Taylor parkte vor einem Springbrunnen, der an die italienische Renaissance erinnerte. Ihr fiel auf, wie viel Pflege und Sorgfalt auf den vorderen Teil des Gartens verwandt worden waren. Der Ort roch förmlich nach Geld. Taylor zog an der Klingelschnur und ging wartend die Treppen auf und ab. Gerade als sie anfing, ungeduldig zu werden, schwangen die mit Ornamenten verzierten Doppeltüren auf, und Quinn Buckely erschien.
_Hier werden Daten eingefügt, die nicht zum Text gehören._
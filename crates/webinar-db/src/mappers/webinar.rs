//! Webinar entity <-> model mapper

use webinar_core::entities::Webinar;
use webinar_core::value_objects::{UserId, WebinarId};

use crate::models::WebinarModel;

/// Convert WebinarModel to Webinar entity
impl From<WebinarModel> for Webinar {
    fn from(model: WebinarModel) -> Self {
        Webinar {
            id: WebinarId::new(model.id),
            organizer_id: UserId::new(model.organizer_id),
            title: model.title,
            start_date: model.start_date,
            end_date: model.end_date,
            seats: model.seats,
        }
    }
}
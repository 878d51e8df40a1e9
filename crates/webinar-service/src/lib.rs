//! # webinar-service
//!
//! Application layer containing the webinar use cases, their context, and DTOs.

pub mod dto;
pub mod services;

pub use dto::{
    ChangeSeatsRequest, CreateWebinarRequest, HealthResponse, MessageResponse, ReadinessResponse,
    WebinarResponse,
};
pub use services::{
    ChangeSeatsCommand, CreateWebinarCommand, ServiceContext, ServiceContextBuilder, ServiceError,
    ServiceResult, WebinarService,
};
Taylor hatte Quinn schon länger nicht mehr gesehen. Hätte sie sich für die Klatschmagazine Nashvilles interessiert, dann hätte sie Quinn sofort wiedererkannt. Aber alles, was sie sah, war das Gesicht von Quinns Schwester. Taylor hatte Whitney Connollys Gesicht vor Augen, und sie musste leicht den Kopf schütteln, um festzustellen, dass sie es nicht war. Als sie die Treppen zur Eingangstür emporstieg und Quinn besser sehen konnte, waren die kleinen Unterschiede zwischen den beiden Frauen sofort ersichtlich. Quinn war nicht so kurvig wie Whitney, ihr Mund war zwar auch groß, aber die Lippen nicht so voll und schmollend. Taylor ertappte sich dabei, darüber nachzudenken, wie viele Schönheitsoperationen Whitney Connolly wohl im Laufe der Jahre gehabt hatte.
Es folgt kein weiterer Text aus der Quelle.